Circulating extra-cellular RNAs and atrial fibrillation: data from the TRACE-CORE cohort.

BACKGROUND

Atrial fibrillation (AF) is the most common sustained arrhythmia and is linked to increased risk of stroke, heart failure, and mortality. Circulating extracellular RNAs (exRNAs), which regulate gene expression and reflect underlying biological processes, are potential biomarkers for atrial fibrillation.

METHODS

As part of an ongoing, larger study into extracellular RNAs (exRNAs) as potential biomarkers for cardiovascular disease, we analyzed exRNA profiles in a subset of 296 survivors of acute coronary syndrome (ACS) enrolled in the Transitions, Risks, and Actions in Coronary Events Center for Outcomes Research and Education (TRACE-CORE) cohort. A total of 318 exRNAs were quantified, selected based on prior findings from the Framingham Heart Study. We assessed associations between circulating exRNAs and echocardiographic intermediate phenotypes relevant to atrial fibrillation (AF), including left atrial dimension, left ventricular (LV) mass, LV end-diastolic volume, and global longitudinal strain. Subsequently, we used logistic regression models to evaluate whether the exRNAs associated with these phenotypes were also associated with a history of AF ( = 18, 5.4%).

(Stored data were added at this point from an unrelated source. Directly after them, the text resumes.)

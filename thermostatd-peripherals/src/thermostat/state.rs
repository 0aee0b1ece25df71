use std::ops::RangeInclusive;
use std::str::FromStr;

use serde::{Deserialize, Serialize};
use strum_macros::{Display, EnumIter};

use crate::thermostat::{EnumKind, Result, ThermostatError};

pub const TEMPERATURE_RANGE: RangeInclusive<i32> = 64..=88;

/// The heat command set only covers a lower band.
pub const HEAT_TEMPERATURE_RANGE: RangeInclusive<i32> = 60..=76;

pub const DEFAULT_TARGET_TEMPERATURE: i32 = 72;

/// Sent for every state that is not powered on.
pub const TURN_OFF_COMMAND: &str = "turn-off";

#[derive(Clone, Copy, Debug, Default, Hash, Eq, PartialEq, Ord, PartialOrd)]
#[derive(Serialize, Deserialize, Display, EnumIter)]
#[serde(rename_all = "UPPERCASE")]
#[strum(serialize_all = "UPPERCASE")]
pub enum Mode {
    #[default]
    Cool,
    Dry,
    Heat,
    Fan,
}

impl Mode {
    pub const fn lirc_token(self) -> &'static str {
        match self {
            Mode::Cool => "cool",
            Mode::Dry => "dry",
            Mode::Heat => "heat",
            Mode::Fan => "fan",
        }
    }

    pub const fn temperature_range(self) -> RangeInclusive<i32> {
        match self {
            Mode::Heat => HEAT_TEMPERATURE_RANGE,
            Mode::Cool | Mode::Dry | Mode::Fan => TEMPERATURE_RANGE,
        }
    }
}

impl FromStr for Mode {
    type Err = ThermostatError;

    fn from_str(s: &str) -> Result<Self> {
        match s {
            "COOL" => Ok(Mode::Cool),
            "DRY" => Ok(Mode::Dry),
            "HEAT" => Ok(Mode::Heat),
            "FAN" => Ok(Mode::Fan),
            _ => Err(ThermostatError::InvalidEnum(EnumKind::Mode)),
        }
    }
}

#[derive(Clone, Copy, Debug, Default, Hash, Eq, PartialEq, Ord, PartialOrd)]
#[derive(Serialize, Deserialize, Display, EnumIter)]
#[serde(rename_all = "UPPERCASE")]
#[strum(serialize_all = "UPPERCASE")]
pub enum FanSpeed {
    /// Unit picks the speed itself
    #[default]
    Auto,
    /// 1/4
    Quiet,
    /// 2/4
    Low,
    /// 3/4
    Medium,
    /// 4/4
    High,
}

impl FanSpeed {
    pub const fn lirc_token(self) -> &'static str {
        match self {
            FanSpeed::Auto => "auto",
            FanSpeed::Quiet => "quiet",
            FanSpeed::Low => "low",
            FanSpeed::Medium => "medium",
            FanSpeed::High => "high",
        }
    }
}

impl FromStr for FanSpeed {
    type Err = ThermostatError;

    fn from_str(s: &str) -> Result<Self> {
        match s {
            "AUTO" => Ok(FanSpeed::Auto),
            "QUIET" => Ok(FanSpeed::Quiet),
            "LOW" => Ok(FanSpeed::Low),
            "MEDIUM" => Ok(FanSpeed::Medium),
            "HIGH" => Ok(FanSpeed::High),
            _ => Err(ThermostatError::InvalidEnum(EnumKind::FanSpeed)),
        }
    }
}

/// Settings of the unit. Temperatures are in Fahrenheit.
#[derive(Clone, Debug, Hash, Eq, PartialEq, Serialize, Deserialize)]
pub struct State {
    pub powered_on: bool,
    pub current_mode: Mode,
    pub fan_speed: FanSpeed,
    pub target_temperature: i32,
    /// Reported by a thermometer, currently not in use.
    pub current_temperature: i32,
}

impl Default for State {
    fn default() -> Self {
        State {
            powered_on: false,
            current_mode: Mode::default(),
            fan_speed: FanSpeed::default(),
            target_temperature: DEFAULT_TARGET_TEMPERATURE,
            current_temperature: 0,
        }
    }
}

impl State {
    pub fn is_valid(&self) -> bool {
        let temp = self.target_temperature;
        self.current_mode.temperature_range().contains(&temp) && temp % 2 == 0
    }

    fn ensure_valid(&self) -> Result<()> {
        if self.is_valid() {
            Ok(())
        } else {
            Err(ThermostatError::InvalidState)
        }
    }

    /// Full settings command, e.g. `cool-auto-72F` or `fan-high`.
    pub fn to_command(&self) -> Result<String> {
        self.ensure_valid()?;
        if !self.powered_on {
            return Ok(TURN_OFF_COMMAND.to_string());
        }

        let mut cmd = format!(
            "{}-{}",
            self.current_mode.lirc_token(),
            self.fan_speed.lirc_token()
        );
        if self.current_mode != Mode::Fan {
            cmd.push_str(&format!("-{}F", self.target_temperature));
        }
        Ok(cmd)
    }

    /// Sent ahead of [`State::to_command`] when the unit is switched on.
    pub fn to_power_on_command(&self) -> Result<String> {
        self.ensure_valid()?;
        if !self.powered_on {
            return Ok(TURN_OFF_COMMAND.to_string());
        }
        Ok(format!("{}-on", self.current_mode.lirc_token()))
    }

    fn update<F: FnOnce(&mut State)>(&mut self, change: F) -> Result<()> {
        let mut draft = self.clone();
        change(&mut draft);
        draft.ensure_valid()?;
        *self = draft;
        Ok(())
    }

    pub fn set_power(&mut self, power: bool) -> Result<()> {
        self.update(|s| s.powered_on = power)
    }

    pub fn set_mode(&mut self, mode: Mode) -> Result<()> {
        self.update(|s| s.current_mode = mode)
    }

    pub fn set_fan_speed(&mut self, speed: FanSpeed) -> Result<()> {
        self.update(|s| s.fan_speed = speed)
    }

    pub fn set_target_temperature(&mut self, temp: i32) -> Result<()> {
        self.update(|s| s.target_temperature = temp)
    }
}

#[cfg(test)]
mod tests {
    use strum::IntoEnumIterator;

    use super::*;

    fn powered(mode: Mode, fan_speed: FanSpeed, target_temperature: i32) -> State {
        State {
            powered_on: true,
            current_mode: mode,
            fan_speed,
            target_temperature,
            current_temperature: 0,
        }
    }

    fn valid_states() -> impl Iterator<Item = State> {
        Mode::iter().flat_map(|mode| {
            FanSpeed::iter().flat_map(move |speed| {
                mode.temperature_range()
                    .step_by(2)
                    .map(move |temp| powered(mode, speed, temp))
            })
        })
    }

    #[test]
    fn default_state_is_valid_and_off() {
        let state = State::default();
        assert!(state.is_valid());
        assert!(!state.powered_on);
        assert_eq!(state.current_mode, Mode::Cool);
        assert_eq!(state.fan_speed, FanSpeed::Auto);
        assert_eq!(state.target_temperature, 72);
        assert_eq!(state.current_temperature, 0);
    }

    #[test]
    fn accepts_range_boundaries() {
        assert!(powered(Mode::Heat, FanSpeed::Auto, 60).is_valid());
        assert!(powered(Mode::Heat, FanSpeed::Auto, 76).is_valid());
        for mode in [Mode::Cool, Mode::Dry, Mode::Fan] {
            assert!(powered(mode, FanSpeed::Auto, 64).is_valid());
            assert!(powered(mode, FanSpeed::Auto, 88).is_valid());
        }
    }

    #[test]
    fn rejects_out_of_range_and_odd_temperatures() {
        for temp in [58, 59, 61, 73, 77, 78] {
            assert!(!powered(Mode::Heat, FanSpeed::Auto, temp).is_valid(), "{}", temp);
        }
        for mode in [Mode::Cool, Mode::Dry, Mode::Fan] {
            for temp in [60, 62, 63, 65, 87, 89, 90] {
                assert!(!powered(mode, FanSpeed::Auto, temp).is_valid(), "{} {}", mode, temp);
            }
        }
        assert!(!powered(Mode::Cool, FanSpeed::Auto, -72).is_valid());
    }

    #[test]
    fn validity_ignores_power_and_current_temperature() {
        let mut state = powered(Mode::Cool, FanSpeed::Low, 70);
        state.current_temperature = -1000;
        assert!(state.is_valid());
        state.powered_on = false;
        assert!(state.is_valid());
    }

    #[test]
    fn commands_use_mapped_tokens() {
        for state in valid_states() {
            let cmd = state.to_command().expect("valid state");
            let mut parts = cmd.split('-');
            assert_eq!(parts.next(), Some(state.current_mode.lirc_token()));
            assert_eq!(parts.next(), Some(state.fan_speed.lirc_token()));
            if state.current_mode == Mode::Fan {
                assert_eq!(parts.next(), None, "{}", cmd);
            } else {
                assert_eq!(
                    parts.next(),
                    Some(format!("{}F", state.target_temperature).as_str())
                );
            }
        }
    }

    #[test]
    fn unpowered_states_always_turn_off() {
        for mut state in valid_states() {
            state.powered_on = false;
            assert_eq!(state.to_command().unwrap(), "turn-off");
            assert_eq!(state.to_power_on_command().unwrap(), "turn-off");
        }
    }

    #[test]
    fn command_examples() {
        assert_eq!(
            powered(Mode::Cool, FanSpeed::Auto, 72).to_command().unwrap(),
            "cool-auto-72F"
        );
        assert_eq!(
            powered(Mode::Heat, FanSpeed::Quiet, 60).to_command().unwrap(),
            "heat-quiet-60F"
        );
        assert_eq!(
            powered(Mode::Fan, FanSpeed::High, 80).to_command().unwrap(),
            "fan-high"
        );
        assert_eq!(
            powered(Mode::Dry, FanSpeed::Medium, 64)
                .to_power_on_command()
                .unwrap(),
            "dry-on"
        );
    }

    #[test]
    fn invalid_state_has_no_command() {
        let state = powered(Mode::Heat, FanSpeed::Auto, 80);
        assert!(matches!(state.to_command(), Err(ThermostatError::InvalidState)));
        assert!(matches!(
            state.to_power_on_command(),
            Err(ThermostatError::InvalidState)
        ));
    }

    #[test]
    fn rejected_setter_leaves_state_untouched() {
        let mut state = State::default();
        state.set_mode(Mode::Heat).unwrap();
        let before = state.clone();

        assert!(matches!(
            state.set_target_temperature(80),
            Err(ThermostatError::InvalidState)
        ));
        assert!(matches!(
            state.set_target_temperature(63),
            Err(ThermostatError::InvalidState)
        ));
        assert_eq!(state, before);

        state.set_target_temperature(62).unwrap();
        // 62 is below the floor outside of heat mode
        assert!(state.set_mode(Mode::Cool).is_err());
        assert_eq!(state.current_mode, Mode::Heat);
    }

    #[test]
    fn setters_commit_single_field() {
        let mut state = State::default();
        state.set_power(true).unwrap();
        state.set_fan_speed(FanSpeed::High).unwrap();
        state.set_target_temperature(88).unwrap();
        assert_eq!(state, powered(Mode::Cool, FanSpeed::High, 88));
    }

    #[test]
    fn parses_exact_api_tokens() {
        assert_eq!("HEAT".parse::<Mode>().unwrap(), Mode::Heat);
        assert_eq!("DRY".parse::<Mode>().unwrap(), Mode::Dry);
        assert_eq!("MEDIUM".parse::<FanSpeed>().unwrap(), FanSpeed::Medium);
        for token in ["cool", "Heat", "fan "] {
            assert!(matches!(
                token.parse::<Mode>(),
                Err(ThermostatError::InvalidEnum(EnumKind::Mode))
            ));
        }
        assert!("medium".parse::<FanSpeed>().is_err());
        assert!(matches!(
            "warm".parse::<Mode>(),
            Err(ThermostatError::InvalidEnum(EnumKind::Mode))
        ));
        assert_eq!(
            "".parse::<FanSpeed>().unwrap_err().to_string(),
            "invalid fan speed"
        );
    }

    #[test]
    fn display_matches_api_tokens() {
        for mode in Mode::iter() {
            assert_eq!(mode.to_string().parse::<Mode>().unwrap(), mode);
        }
        assert_eq!(Mode::Cool.to_string(), "COOL");
        assert_eq!(FanSpeed::Quiet.to_string(), "QUIET");
    }

    #[test]
    fn serializes_with_api_field_names() {
        let json = serde_json::to_value(State::default()).unwrap();
        assert_eq!(
            json,
            serde_json::json!({
                "powered_on": false,
                "current_mode": "COOL",
                "fan_speed": "AUTO",
                "target_temperature": 72,
                "current_temperature": 0,
            })
        );
    }
}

Downstream bioinformatics analyses were performed to identify putative target genes, enriched gene ontology categories, and molecular pathways regulated by these candidate microRNAs.

RESULTS

We identified 77 extracellular RNAs (exRNAs) that were significantly associated with increased left ventricular (LV) mass and at least one additional echocardiographic intermediate phenotype. Among these, miR-17-5p and miR-574-3p were also significantly associated with a history of atrial fibrillation (AF), with odds ratios of 1.58 (95% CI: 1.10-2.26) and 2.16 (95% CI: 1.03-4.54), respectively. Predicted gene targets of these miRNAs were enriched in pathways implicated in atrial remodeling and arrhythmogenesis. Key overlapping canonical pathways included the Senescence Pathway, Idiopathic Pulmonary Fibrosis Signaling, ERK5 Signaling, RHO GTPase Cycle, and HGF Signaling.

CONCLUSIONS

Circulating exRNAs, including miR-17-5p and miR-574-3p, are associated with cardiac remodeling and a history of AF in ACS survivors. These findings highlight their potential as biomarkers of atrial remodeling and implicate key molecular pathways involved in AF pathogenesis.